• _Work to be completed_
Begin at the line containing "labels in sorted order." in the entries below and end at the line containing "vocabulary list (plain format)."; transcribe that range exactly and nothing outside it.

[Opening Dataset records section]

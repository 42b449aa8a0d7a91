//! Error types for wordwatch-core.

use camino::Utf8PathBuf;
use thiserror::Error;

/// Errors that can occur when working with configuration.
#[derive(Error, Debug)]
pub enum ConfigError {
    /// Failed to deserialize configuration.
    #[error("invalid configuration: {0}")]
    Deserialize(#[from] Box<figment::Error>),

    /// Configuration file not found after searching all locations.
    #[error("no configuration file found")]
    NotFound,
}

/// Result type alias using [`ConfigError`].
pub type ConfigResult<T> = Result<T, ConfigError>;

/// Errors that can occur during an analysis pass.
///
/// All variants are fatal to the pass that raised them: no partial
/// report is produced, and the next file-change trigger is the natural
/// retry opportunity.
#[derive(Error, Debug)]
pub enum AnalysisError {
    /// A reference word list could not be read.
    #[error("reference list unavailable: {path}: {source}")]
    ResourceUnavailable {
        /// Path of the word-list resource.
        path: Utf8PathBuf,
        /// Underlying IO failure.
        #[source]
        source: std::io::Error,
    },

    /// Format-specific text extraction failed.
    #[error("extraction failed for {path}: {reason}")]
    ExtractionFailed {
        /// Path of the watched document.
        path: Utf8PathBuf,
        /// What went wrong (IO error, converter exit status, stderr).
        reason: String,
    },

    /// The document exists but could not be parsed by its format reader.
    #[error("malformed document {path}: {reason}")]
    MalformedDocument {
        /// Path of the watched document.
        path: Utf8PathBuf,
        /// Parser or converter diagnostic.
        reason: String,
    },
}

impl AnalysisError {
    /// The pipeline stage that produced this error, for log context.
    pub const fn stage(&self) -> &'static str {
        match self {
            Self::ResourceUnavailable { .. } => "word-lists",
            Self::ExtractionFailed { .. } | Self::MalformedDocument { .. } => "extract",
        }
    }
}

/// Result type alias using [`AnalysisError`].
pub type AnalysisResult<T> = Result<T, AnalysisError>;
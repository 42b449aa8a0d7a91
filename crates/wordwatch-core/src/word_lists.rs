//! Reference word list loaders.
//!
//! Two on-disk formats:
//!
//! - Plain list: one word per line, blank lines skipped.
//! - Categorized list: a line *not* starting with a tab begins a new
//!   category; tab-indented lines below it belong to that category.
//!
//! Lists are re-read on every analysis pass so external edits take
//! effect without a restart. Loading is the only fallible step in the
//! analysis pipeline besides extraction.

use std::collections::{BTreeSet, HashMap, HashSet};

use camino::{Utf8Path, Utf8PathBuf};

use crate::error::{AnalysisError, AnalysisResult};

/// An immutable set of reference words.
#[derive(Debug, Clone)]
pub struct ReferenceList {
    words: HashSet<String>,
}

impl ReferenceList {
    /// Load a plain word list: one word per line, case-normalized,
    /// blank lines skipped.
    pub fn load(path: &Utf8Path) -> AnalysisResult<Self> {
        let content = read_resource(path)?;
        Ok(Self::parse(&content))
    }

    /// Parse plain list content. Split out from [`Self::load`] for tests.
    pub fn parse(content: &str) -> Self {
        let words = content
            .lines()
            .map(str::trim)
            .filter(|line| !line.is_empty())
            .map(str::to_lowercase)
            .collect();
        Self { words }
    }

    /// Number of words in the list.
    pub fn len(&self) -> usize {
        self.words.len()
    }

    /// Whether the list is empty.
    pub fn is_empty(&self) -> bool {
        self.words.is_empty()
    }

    /// Membership test against a normalized token.
    pub fn contains(&self, word: &str) -> bool {
        self.words.contains(word)
    }

    /// Iterate the words in the list.
    pub fn words(&self) -> impl Iterator<Item = &str> {
        self.words.iter().map(String::as_str)
    }
}

/// A reference list partitioned into labeled categories.
///
/// Quirk preserved from the legacy list format: a category header line
/// is both a label *and* a countable word entry — the header's word is
/// filed under the category seen before it (an empty pseudo-category
/// for the very first header). Coverage totals include these
/// pseudo-entries.
#[derive(Debug, Clone)]
pub struct CategorizedReferenceList {
    /// word → category label it belongs to.
    entries: HashMap<String, String>,
    /// Distinct category labels, in sorted order.
    categories: BTreeSet<String>,
}

impl CategorizedReferenceList {
    /// Load a categorized word list from disk.
    pub fn load(path: &Utf8Path) -> AnalysisResult<Self> {
        let content = read_resource(path)?;
        Ok(Self::parse(&content))
    }

    /// Parse categorized list content.
    pub fn parse(content: &str) -> Self {
        let mut entries = HashMap::new();
        let mut categories = BTreeSet::new();
        let mut current = String::new();

        for line in content.lines() {
            let indented = line.starts_with('\t');
            let word = line.trim().to_lowercase();
            if word.is_empty() {
                continue;
            }
            if indented {
                entries.insert(word, current.clone());
            } else {
                // Header: the label itself counts as a word of the
                // previous category, then opens a new one.
                entries.insert(word.clone(), current.clone());
                categories.insert(word.clone());
                current = word;
            }
        }

        Self {
            entries,
            categories,
        }
    }

    /// Total word entries, including category-header pseudo-entries.
    pub fn len(&self) -> usize {
        self.entries.len()
    }

    /// Whether the list has no entries.
    pub fn is_empty(&self) -> bool {
        self.entries.is_empty()
    }

    /// Number of distinct category labels.
    pub fn category_count(&self) -> usize {
        self.categories.len()
    }

    /// Iterate distinct category labels in sorted order.
    pub fn categories(&self) -> impl Iterator<Item = &str> {
        self.categories.iter().map(String::as_str)
    }

    /// Iterate `(word, category)` entries.
    pub fn entries(&self) -> impl Iterator<Item = (&str, &str)> {
        self.entries.iter().map(|(w, c)| (w.as_str(), c.as_str()))
    }

    /// Membership test against a normalized token.
    pub fn contains(&self, word: &str) -> bool {
        self.entries.contains_key(word)
    }
}

/// Paths to the three reference word lists an analysis pass consumes.
#[derive(Debug, Clone)]
pub struct ListPaths {
    /// General vocabulary list (plain format).
    pub vocabulary: Utf8PathBuf,
    /// Advanced/"fancy" word list (plain format).
    pub fancy: Utf8PathBuf,
    /// Academic word list (categorized format).
    pub academic: Utf8PathBuf,
}

/// The three loaded reference lists, shared read-only within a pass.
#[derive(Debug, Clone)]
pub struct ReferenceLists {
    /// General vocabulary list.
    pub vocabulary: ReferenceList,
    /// Advanced/"fancy" word list.
    pub fancy: ReferenceList,
    /// Categorized academic word list.
    pub academic: CategorizedReferenceList,
}

impl ReferenceLists {
    /// Load all three lists. Each resource is read exactly once per
    /// pass; any unreadable resource aborts the pass.
    #[tracing::instrument(skip_all, fields(vocabulary = %paths.vocabulary))]
    pub fn load(paths: &ListPaths) -> AnalysisResult<Self> {
        Ok(Self {
            vocabulary: ReferenceList::load(&paths.vocabulary)?,
            fancy: ReferenceList::load(&paths.fancy)?,
            academic: CategorizedReferenceList::load(&paths.academic)?,
        })
    }
}

fn read_resource(path: &Utf8Path) -> AnalysisResult<String> {
    std::fs::read_to_string(path.as_std_path()).map_err(|source| {
        AnalysisError::ResourceUnavailable {
            path: path.to_path_buf(),
            source,
        }
    })
}

#[cfg(test)]
mod tests {
    use super::*;
    use std::io::Write;
    use tempfile::NamedTempFile;

    #[test]
    fn plain_list_skips_blanks_and_normalizes_case() {
        let list = ReferenceList::parse("Cat\n\n  DOG  \nbird\n");
        assert_eq!(list.len(), 3);
        assert!(list.contains("cat"));
        assert!(list.contains("dog"));
        assert!(!list.contains("DOG"));
    }

    #[test]
    fn plain_list_load_from_file() {
        let mut file = NamedTempFile::new().unwrap();
        writeln!(file, "alpha\nbeta").unwrap();
        let path = Utf8PathBuf::from_path_buf(file.path().to_path_buf()).unwrap();
        let list = ReferenceList::load(&path).unwrap();
        assert_eq!(list.len(), 2);
    }

    #[test]
    fn missing_plain_list_is_resource_unavailable() {
        let err = ReferenceList::load(Utf8Path::new("/no/such/list.txt")).unwrap_err();
        assert!(matches!(err, AnalysisError::ResourceUnavailable { .. }));
        assert_eq!(err.stage(), "word-lists");
    }

    #[test]
    fn categorized_header_belongs_to_previous_category() {
        let list = CategorizedReferenceList::parse("Verbs\n\trun\n\tjump\nNouns\n\tcat\n");
        assert_eq!(list.category_count(), 2);
        // "nouns" is a label, but as a word it is filed under "verbs".
        let entries: HashMap<_, _> = list.entries().collect();
        assert_eq!(entries.get("nouns"), Some(&"verbs"));
        assert_eq!(entries.get("run"), Some(&"verbs"));
        assert_eq!(entries.get("cat"), Some(&"nouns"));
        // First header is filed under the empty pseudo-category.
        assert_eq!(entries.get("verbs"), Some(&""));
    }

    #[test]
    fn categorized_totals_include_header_entries() {
        let list = CategorizedReferenceList::parse("Verbs\n\trun\n\tjump\n");
        // "verbs", "run", "jump"
        assert_eq!(list.len(), 3);
        assert_eq!(list.category_count(), 1);
        assert!(list.contains("verbs"));
    }

    #[test]
    fn categorized_blank_lines_ignored() {
        let list = CategorizedReferenceList::parse("A\n\n\tone\n\t\n\ttwo\n");
        assert_eq!(list.len(), 3);
        assert_eq!(list.category_count(), 1);
    }

    #[test]
    fn load_all_three_lists() {
        let dir = tempfile::tempdir().unwrap();
        let root = Utf8PathBuf::from_path_buf(dir.path().to_path_buf()).unwrap();
        std::fs::write(root.join("vocab.txt").as_std_path(), "cat\ndog\n").unwrap();
        std::fs::write(root.join("fancy.txt").as_std_path(), "ephemeral\n").unwrap();
        std::fs::write(root.join("awl.txt").as_std_path(), "Analysis\n\tanalyze\n").unwrap();

        let lists = ReferenceLists::load(&ListPaths {
            vocabulary: root.join("vocab.txt"),
            fancy: root.join("fancy.txt"),
            academic: root.join("awl.txt"),
        })
        .unwrap();
        assert_eq!(lists.vocabulary.len(), 2);
        assert_eq!(lists.fancy.len(), 1);
        assert_eq!(lists.academic.category_count(), 1);
    }
}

[Closing Dataset records section]

• _Result of the exercise_
    /// Iterate distinct category labels in sorted order.
    pub fn categories(&self) -> impl Iterator<Item = &str> {
        self.categories.iter().map(String::as_str)
    }

    /// Iterate `(word, category)` entries.
    pub fn entries(&self) -> impl Iterator<Item = (&str, &str)> {
        self.entries.iter().map(|(w, c)| (w.as_str(), c.as_str()))
    }

    /// Membership test against a normalized token.
    pub fn contains(&self, word: &str) -> bool {
        self.entries.contains_key(word)
    }
}

/// Paths to the three reference word lists an analysis pass consumes.
#[derive(Debug, Clone)]
pub struct ListPaths {
    /// General vocabulary list (plain format).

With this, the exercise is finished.